Qu’est-ce qui va lâcher en premier ?
Le cœur, le foie ou l’estomac ?
Ou alors ce sera un microbe,
Une bactérie sournoise au nom compliqué.

Où vont ces fines particules
Que j’aspire à long traits ?
Inspirer.
Expirer.
Le poumon se vide.
Mécanique,
Le poumon se remplit de fumée,
De la suie plus noire que la nuit
Et mon cœur sali se fatigue,
Imperceptiblement.
Systole,
Diastole,
Raconte la même histoire
Trois milliards de fois avant de s’endormir.
Mon cœur qui bat,
Est-ce que c’est toi
Qui partira le premier ?

Un bloc se détache
D’une barre de rochers.
Le choc d’une portière.
L’arrête tranchante
D’un trottoir de granit.
Le crabe aux pattes tentaculaires.
Mille manières de partir.
Mille manières de s’en aller
Voir ailleurs,
De t’arrêter,

Mon cœur.

Il suffira de partir


Vraiment?

Est-ce qu’il suffira de partir pour se laisser tomber ? Pour s’oublier en route comme on oublie un parapluie lorsque la pluie a séché ?

À partir de combien de kilomètres commence-t-on à s’oublier ?
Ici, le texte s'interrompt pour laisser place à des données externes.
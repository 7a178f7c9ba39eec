use clap::{Args, Parser, Subcommand};
use colored::Colorize;
use script_runner::{validate_workspace_path, Config, ScriptExecutor, ScriptResult};
use std::io::Read;
use std::path::{Path, PathBuf};
use std::process::ExitCode;
use tracing_subscriber::EnvFilter;

#[derive(Parser)]
#[command(name = "script-runner")]
#[command(version)]
#[command(about = "Run Python and shell snippets inside a workspace, vetted and time-boxed.")]
struct Cli {
    #[command(subcommand)]
    command: Commands,
}

#[derive(Args)]
struct SourceArgs {
    /// Script text; omit or pass `-` to read it from stdin
    source: Option<String>,
    /// Read the script from a file instead
    #[arg(short, long, conflicts_with = "source")]
    file: Option<PathBuf>,
}

#[derive(Args)]
struct RunArgs {
    #[command(flatten)]
    input: SourceArgs,
    /// Workspace root the script runs in
    #[arg(short, long, env = "WORKSPACE", default_value = "/workspace")]
    workspace: PathBuf,
    /// Time budget in seconds, clamped to the configured maximum
    #[arg(short, long)]
    timeout: Option<u64>,
    /// Text fed to the script on stdin
    #[arg(long)]
    stdin: Option<String>,
    /// Print the result as JSON
    #[arg(long)]
    json: bool,
}

#[derive(Subcommand)]
enum Commands {
    /// Validate and run a Python script
    Python(RunArgs),
    /// Run a shell command after the blocklist check
    Bash(RunArgs),
    /// Only run the Python validator
    Check(SourceArgs),
    /// Check whether a path resolves inside the workspace
    CheckPath {
        path: PathBuf,
        #[arg(short, long, env = "WORKSPACE", default_value = "/workspace")]
        workspace: PathBuf,
    },
    /// Show configuration
    Config,
}

#[derive(Clone, Copy)]
enum Language {
    Python,
    Bash,
}

fn read_source(input: &SourceArgs) -> Result<String, String> {
    if let Some(ref path) = input.file {
        return std::fs::read_to_string(path)
            .map_err(|e| format!("Failed to read {}: {}", path.display(), e));
    }
    match input.source.as_deref() {
        Some("-") | None => {
            let mut buf = String::new();
            std::io::stdin()
                .read_to_string(&mut buf)
                .map_err(|e| format!("Failed to read script from stdin: {}", e))?;
            Ok(buf)
        }
        Some(source) => Ok(source.to_string()),
    }
}

fn usage_error(message: &str) -> ExitCode {
    eprintln!("{} {}", "Error:".red().bold(), message);
    ExitCode::from(2)
}

fn report(result: &ScriptResult, json: bool) -> ExitCode {
    if json {
        match serde_json::to_string_pretty(result) {
            Ok(s) => println!("{}", s),
            Err(e) => return usage_error(&format!("Failed to serialize result: {}", e)),
        }
    } else {
        print!("{}", result.output);
        if let Some(ref error) = result.error {
            eprint!("{}", error);
            if !error.ends_with('\n') {
                eprintln!();
            }
        }
        let status = if result.timed_out {
            "timed out".yellow().bold()
        } else if result.success {
            "ok".green().bold()
        } else {
            format!("failed (exit {})", result.return_code).red().bold()
        };
        eprintln!(
            "{} {}",
            status,
            format!("({:.2}s)", result.execution_time).dimmed()
        );
    }

    if result.success {
        ExitCode::SUCCESS
    } else {
        ExitCode::FAILURE
    }
}

fn run_script(language: Language, args: RunArgs) -> ExitCode {
    let source = match read_source(&args.input) {
        Ok(source) => source,
        Err(e) => return usage_error(&e),
    };
    let cfg = Config::load();
    let executor = ScriptExecutor::from_config(&cfg);
    let timeout = args.timeout.unwrap_or(cfg.executor.default_timeout_secs);
    let stdin = args.stdin.as_deref();

    let result = match language {
        Language::Python => executor.run_python(&source, &args.workspace, timeout, stdin),
        Language::Bash => executor.run_bash(&source, &args.workspace, timeout, stdin),
    };
    report(&result, args.json)
}

fn check(input: SourceArgs) -> ExitCode {
    let source = match read_source(&input) {
        Ok(source) => source,
        Err(e) => return usage_error(&e),
    };
    match ScriptExecutor::from_config(&Config::load()).validate(&source) {
        (true, _) => {
            println!("{}", "ok".green().bold());
            ExitCode::SUCCESS
        }
        (false, message) => {
            eprintln!("{}", message.unwrap_or_default().red());
            ExitCode::FAILURE
        }
    }
}

fn check_path(path: &Path, workspace: &Path) -> ExitCode {
    if validate_workspace_path(path, workspace) {
        println!("{} {}", "inside".green().bold(), path.display());
        ExitCode::SUCCESS
    } else {
        println!("{} {}", "outside".red().bold(), path.display());
        ExitCode::FAILURE
    }
}

fn main() -> ExitCode {
    tracing_subscriber::fmt()
        .with_env_filter(
            EnvFilter::try_from_default_env()
                .unwrap_or_else(|_| EnvFilter::new("script_runner=warn")),
        )
        .with_writer(std::io::stderr)
        .init();

    let cli = Cli::parse();

    match cli.command {
        Commands::Python(args) => run_script(Language::Python, args),
        Commands::Bash(args) => run_script(Language::Bash, args),
        Commands::Check(input) => check(input),
        Commands::CheckPath { path, workspace } => check_path(&path, &workspace),
        Commands::Config => {
            let config = Config::load();
            println!("{}", "Current configuration:".bold());
            println!();
            match config.to_toml() {
                Ok(s) => {
                    println!("{}", s);
                    ExitCode::SUCCESS
                }
                Err(e) => usage_error(&format!("Error serializing config: {}", e)),
            }
        }
    }
}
À quelle distance du point de départ nos écailles se mettent-elles à tomber ? Combien faut-il d’années-lumière pour que tout s’efface ? Pour que tout se mette à se recommencer ?

Il suffira de partir.

Écouter le battement de la ligne pointillée que les roues écrasent sans jamais l’avaler. Suivre la trace des arbres qui s’enfuient dans le halo des phares. Longer le bord de mer. Courir sans fin après le crépuscule. Courir après un crépuscule sans fin, à la lumière d’une veilleuse, à dix-mille mètres au-dessus du sol.

Mais debout derrière les hublots des avions qui s’envolent, le soleil finit toujours par se recoucher.